4 The boundary of the operations system
4.1 The boundary of the operations system
The simple transformation model in Figure 1 provides a powerful tool for looking at operations in many different contexts. It helps us to analyse and design operations in many types of organisation at many levels.
This model can be developed by identifying the boundaries of the operations system through which an organisation's goods or services are provided to its customers or clients. Figure 3, shows this boundary and added three components that are located outside it:
Suppliers provide inputs to the operations system. They may supply raw materials (for example a quarrying company providing limestone to transform into glass), components (as in car assembly), finished products (for example a pharmaceutical company providing drugs to a hospital, or an office supplies company providing it with stationery) or services (as in the case of a law firm providing legal advice).
The customers (or clients) are the users of the outputs of the transformation process. The boundary drawn in Figure 3 around the transforming process can be thought of as the boundary of the organisation, so that the whole organisation is viewed as an operations system, with its customers external to it. This may be an appropriate way of viewing a small organisation, whose outputs go directly to its external customers.

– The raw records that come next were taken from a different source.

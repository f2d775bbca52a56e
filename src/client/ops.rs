//! Typed operations layered over the retrying request helper.

// crates.io
use reqwest::multipart::{Form, Part};
// self
use crate::{
	_prelude::*,
	api::{AnalysisReceipt, AnalyzeRequest, FeedbackSubmission, HealthStatus, PdfDocument},
	client::{DmpClient, decode},
	config::AuthMode,
	feedback::FeedbackDraft,
	obs::RequestKind,
};

const ANALYZE_ENDPOINT: &str = "/api/dmp/enriched-checklists/analyze";
const UPLOAD_PDF_ENDPOINT: &str = "/api/dmp/enriched-checklists/upload-pdf";
const FEEDBACK_ENDPOINT: &str = "/api/dmp/enriched-checklists/results-feedback";
const PROMPTS_ENDPOINT: &str = "/api/reproai/prompts";

impl DmpClient {
	/// Probes the service's health endpoint.
	pub async fn health(&self) -> Result<HealthStatus> {
		let value = self.get("/health").await?;

		decode(value)
	}

	/// Submits document text for analysis.
	///
	/// When the request carries no notification email, the one configured in
	/// [`Settings`](crate::config::Settings) is stamped in.
	pub async fn analyze(&self, request: &AnalyzeRequest) -> Result<AnalysisReceipt> {
		let url = self.endpoint_url(ANALYZE_ENDPOINT)?;
		let mut request = request.clone();

		if request.user_email.is_none() {
			request.user_email = self.settings.user_email.clone();
		}

		let value = self
			.request(RequestKind::Analyze, move |client| client.post(url.clone()).json(&request))
			.await?;

		decode(value)
	}

	/// Uploads a PDF for analysis.
	///
	/// Identifiers travel as query parameters and the document as a multipart
	/// `pdf_file` part, rebuilt from the owned bytes on every attempt.
	pub async fn upload_pdf(
		&self,
		document: &PdfDocument,
		checklist_id: &str,
		config_id: &str,
		user_email: Option<&str>,
	) -> Result<AnalysisReceipt> {
		let mut url = self.endpoint_url(UPLOAD_PDF_ENDPOINT)?;

		{
			let mut pairs = url.query_pairs_mut();

			pairs.append_pair("checklist_id", checklist_id).append_pair("config_id", config_id);

			if let Some(email) = user_email.or(self.settings.user_email.as_deref()) {
				pairs.append_pair("user_email", email);
			}
		}

		let document = document.clone();
		let value = self
			.request(RequestKind::UploadPdf, move |client| {
				let part =
					Part::bytes(document.bytes.clone()).file_name(document.file_name.clone());
				let form = Form::new().part("pdf_file", part);

				client.post(url.clone()).multipart(form)
			})
			.await?;

		decode(value)
	}

	/// Submits one piece of results feedback.
	pub async fn submit_feedback(
		&self,
		submission: &FeedbackSubmission,
	) -> Result<serde_json::Value> {
		let url = self.endpoint_url(FEEDBACK_ENDPOINT)?;
		let submission = submission.clone();

		self.request(RequestKind::Feedback, move |client| {
			client.post(url.clone()).json(&submission)
		})
		.await
	}

	/// Submits every non-empty entry of a feedback draft, overall rating last.
	///
	/// Stops at the first failure; returns how many submissions went through.
	pub async fn submit_draft(&self, draft: &FeedbackDraft) -> Result<usize> {
		let mut submitted = 0;

		for submission in draft.submissions()? {
			self.submit_feedback(&submission).await?;

			submitted += 1;
		}

		Ok(submitted)
	}

	/// Fetches the service's prompt catalogue.
	pub async fn prompts(&self) -> Result<serde_json::Value> {
		let url = self.endpoint_url(PROMPTS_ENDPOINT)?;

		self.request(RequestKind::Prompts, move |client| client.get(url.clone())).await
	}

	/// Builds the results-page URL for an accepted analysis.
	pub fn results_url(&self, receipt: &AnalysisReceipt) -> Result<Url> {
		let mut url = self.endpoint_url("/results.html")?;

		url.query_pairs_mut().append_pair("token", &receipt.access_token);

		Ok(url)
	}

	/// Builds the export-PDF URL for a checklist.
	pub fn checklist_export_url(&self, checklist_id: &str) -> Result<Url> {
		self.endpoint_url(&format!("/api/dmp/checklists/{checklist_id}/export-pdf"))
	}

	/// Builds the export-PDF URL for an analysis run's results.
	pub fn run_export_url(&self, run_id: &str) -> Result<Url> {
		self.endpoint_url(&format!("/api/dmp/enriched-checklists/run/{run_id}/export-pdf"))
	}

	/// Resolves an endpoint into a URL a browser can open directly.
	///
	/// With auth disabled the URL is returned unchanged; otherwise a valid
	/// access token is appended as a query parameter, refreshing it first when
	/// necessary.
	pub async fn authenticated_url(&self, endpoint: &str) -> Result<Url> {
		let mut url = self.endpoint_url(endpoint)?;

		if matches!(self.settings.auth_mode, AuthMode::Disabled) {
			return Ok(url);
		}

		let token = self.require_cache()?.access_token().await?;

		url.query_pairs_mut().append_pair("access_token", token.expose());

		Ok(url)
	}
}
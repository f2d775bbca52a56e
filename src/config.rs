//! Immutable client settings resolved once at startup.
//!
//! Values are merged in order: explicit builder value → environment variable →
//! hard-coded default. Validation happens in [`SettingsBuilder::build`] so every
//! other component can treat [`Settings`] as trusted, read-only state.

// std
use std::env;
// self
use crate::{_prelude::*, error::ConfigError};

const ENV_BASE_URL: &str = "API_BASE_URL";
const ENV_PROXY_URL: &str = "AUTH_PROXY_URL";
const ENV_TOKEN_ENDPOINT: &str = "TOKEN_ENDPOINT";
const ENV_TIMEOUT_MS: &str = "API_TIMEOUT_MS";
const ENV_MAX_RETRIES: &str = "API_MAX_RETRIES";
const ENV_AUTH_MODE: &str = "AUTH_MODE";
const ENV_DISABLE_AUTH: &str = "DISABLE_AUTH";

/// How a bearer credential is attached to outgoing requests.
///
/// The service deployments disagree on this: some run with auth disabled entirely,
/// some expect an `Authorization: Bearer` header, and PDF downloads need the token
/// as a query parameter. The policy is therefore configuration, not client logic.
#[derive(Clone, Copy, Debug, Default, PartialEq, Eq)]
pub enum AuthMode {
	/// No credential is attached and the token cache is never consulted.
	#[default]
	Disabled,
	/// Attach `Authorization: Bearer <token>` to every request.
	BearerHeader,
	/// Append `access_token=<token>` as a query parameter.
	QueryParameter,
}
impl AuthMode {
	fn parse(name: &'static str, value: &str) -> Result<Self, ConfigError> {
		match value.trim().to_ascii_lowercase().as_str() {
			"disabled" => Ok(Self::Disabled),
			"bearer" => Ok(Self::BearerHeader),
			"query" => Ok(Self::QueryParameter),
			_ => Err(ConfigError::UnknownAuthMode { name, value: value.to_owned() }),
		}
	}
}

/// Immutable settings record consumed by every other component.
#[derive(Clone, Debug)]
pub struct Settings {
	/// Base URL of the analysis API.
	pub base_url: Url,
	/// Fully resolved token endpoint URL, when an auth proxy is configured.
	pub token_url: Option<Url>,
	/// Per-attempt timeout applied to API requests.
	pub timeout: StdDuration,
	/// Maximum automatic retries for transient API failures.
	pub max_retries: u32,
	/// Credential attachment policy.
	pub auth_mode: AuthMode,
	/// Default user email stamped onto submissions that carry none.
	pub user_email: Option<String>,
}
impl Settings {
	/// Default API base URL for local development.
	pub const DEFAULT_BASE_URL: &'static str = "http://localhost:8002";
	/// Default retry budget for API requests.
	pub const DEFAULT_MAX_RETRIES: u32 = 3;
	/// Default per-attempt timeout for API requests.
	pub const DEFAULT_TIMEOUT: StdDuration = StdDuration::from_secs(30);
	/// Default token endpoint path on the auth proxy.
	pub const DEFAULT_TOKEN_ENDPOINT: &'static str = "/api/token";

	/// Returns a builder seeded with defaults only.
	pub fn builder() -> SettingsBuilder {
		SettingsBuilder::default()
	}

	/// Builds settings from the process environment merged over defaults.
	pub fn from_env() -> Result<Self, ConfigError> {
		SettingsBuilder::default().merge_lookup(|key| env::var(key).ok())?.build()
	}
}

/// Builder for [`Settings`].
#[derive(Clone, Debug, Default)]
pub struct SettingsBuilder {
	base_url: Option<String>,
	auth_proxy_url: Option<String>,
	token_endpoint: Option<String>,
	timeout: Option<StdDuration>,
	max_retries: Option<u32>,
	auth_mode: Option<AuthMode>,
	user_email: Option<String>,
}
impl SettingsBuilder {
	/// Sets the API base URL.
	pub fn base_url(mut self, url: impl Into<String>) -> Self {
		self.base_url = Some(url.into());

		self
	}

	/// Sets the auth proxy origin serving the token endpoint.
	pub fn auth_proxy_url(mut self, url: impl Into<String>) -> Self {
		self.auth_proxy_url = Some(url.into());

		self
	}

	/// Sets the token endpoint path (must start with `/`).
	pub fn token_endpoint(mut self, endpoint: impl Into<String>) -> Self {
		self.token_endpoint = Some(endpoint.into());

		self
	}

	/// Sets the per-attempt timeout for API requests.
	pub fn timeout(mut self, timeout: StdDuration) -> Self {
		self.timeout = Some(timeout);

		self
	}

	/// Sets the retry budget for transient API failures.
	pub fn max_retries(mut self, retries: u32) -> Self {
		self.max_retries = Some(retries);

		self
	}

	/// Sets the credential attachment policy.
	pub fn auth_mode(mut self, mode: AuthMode) -> Self {
		self.auth_mode = Some(mode);

		self
	}

	/// Sets the default user email for submissions.
	pub fn user_email(mut self, email: impl Into<String>) -> Self {
		self.user_email = Some(email.into());

		self
	}

	/// Fills unset fields from a key/value lookup (the environment, in production).
	///
	/// Explicit builder values always win over looked-up ones.
	fn merge_lookup(
		mut self,
		lookup: impl Fn(&str) -> Option<String>,
	) -> Result<Self, ConfigError> {
		if self.base_url.is_none() {
			self.base_url = lookup(ENV_BASE_URL);
		}
		if self.auth_proxy_url.is_none() {
			self.auth_proxy_url = lookup(ENV_PROXY_URL);
		}
		if self.token_endpoint.is_none() {
			self.token_endpoint = lookup(ENV_TOKEN_ENDPOINT);
		}
		if self.timeout.is_none()
			&& let Some(raw) = lookup(ENV_TIMEOUT_MS)
		{
			let millis = raw
				.trim()
				.parse::<u64>()
				.map_err(|source| ConfigError::InvalidEnvNumber { name: ENV_TIMEOUT_MS, source })?;

			self.timeout = Some(StdDuration::from_millis(millis));
		}
		if self.max_retries.is_none()
			&& let Some(raw) = lookup(ENV_MAX_RETRIES)
		{
			let retries = raw.trim().parse::<u32>().map_err(|source| {
				ConfigError::InvalidEnvNumber { name: ENV_MAX_RETRIES, source }
			})?;

			self.max_retries = Some(retries);
		}
		if self.auth_mode.is_none()
			&& let Some(raw) = lookup(ENV_AUTH_MODE)
		{
			self.auth_mode = Some(AuthMode::parse(ENV_AUTH_MODE, &raw)?);
		}
		// The kill switch wins over any configured mode.
		if lookup(ENV_DISABLE_AUTH).is_some_and(|raw| raw.trim().eq_ignore_ascii_case("true")) {
			self.auth_mode = Some(AuthMode::Disabled);
		}

		Ok(self)
	}

	/// Consumes the builder, validates every field, and produces [`Settings`].
	pub fn build(self) -> Result<Settings, ConfigError> {
		let base_url = self.base_url.as_deref().unwrap_or(Settings::DEFAULT_BASE_URL);
		let base_url =
			Url::parse(base_url).map_err(|source| ConfigError::InvalidBaseUrl { source })?;

		validate_scheme(&base_url)?;

		let auth_mode = self.auth_mode.unwrap_or_default();
		let token_endpoint =
			self.token_endpoint.unwrap_or_else(|| Settings::DEFAULT_TOKEN_ENDPOINT.to_owned());

		if !token_endpoint.starts_with('/') {
			return Err(ConfigError::RelativeTokenEndpoint { endpoint: token_endpoint });
		}

		let token_url = match &self.auth_proxy_url {
			Some(proxy) => {
				let proxy_url =
					Url::parse(proxy).map_err(|source| ConfigError::InvalidProxyUrl { source })?;

				validate_scheme(&proxy_url)?;

				// `Url` renders a trailing slash for bare origins; strip it so the
				// endpoint path concatenates cleanly.
				let joined =
					format!("{}{token_endpoint}", proxy_url.as_str().trim_end_matches('/'));

				Some(Url::parse(&joined).map_err(|source| ConfigError::InvalidProxyUrl { source })?)
			},
			None => None,
		};

		if !matches!(auth_mode, AuthMode::Disabled) && token_url.is_none() {
			return Err(ConfigError::MissingProxyUrl);
		}

		Ok(Settings {
			base_url,
			token_url,
			timeout: self.timeout.unwrap_or(Settings::DEFAULT_TIMEOUT),
			max_retries: self.max_retries.unwrap_or(Settings::DEFAULT_MAX_RETRIES),
			auth_mode,
			user_email: self.user_email,
		})
	}
}

fn validate_scheme(url: &Url) -> Result<(), ConfigError> {
	if matches!(url.scheme(), "http" | "https") {
		Ok(())
	} else {
		Err(ConfigError::UnsupportedScheme { url: url.to_string() })
	}
}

However, most macro operations are made up of a number of micro operations, or sub-systems. Only the outputs of the final micro operation go directly to a customer or client who is not part of the organisation that is carrying out the macro operation. The final user or client of the good or service is the organisation's external customer, and the users or clients of the outputs of the other micro operations internal customers. Most of the operations in a large organisation serve internal, rather than external customers. For example, if you are the manager of a human resources department, a printing unit or a building maintenance section within a large organisation, your customers are internal: they are other sub-systems within the larger organisation that are external to your operations system but internal to the organisation as a whole.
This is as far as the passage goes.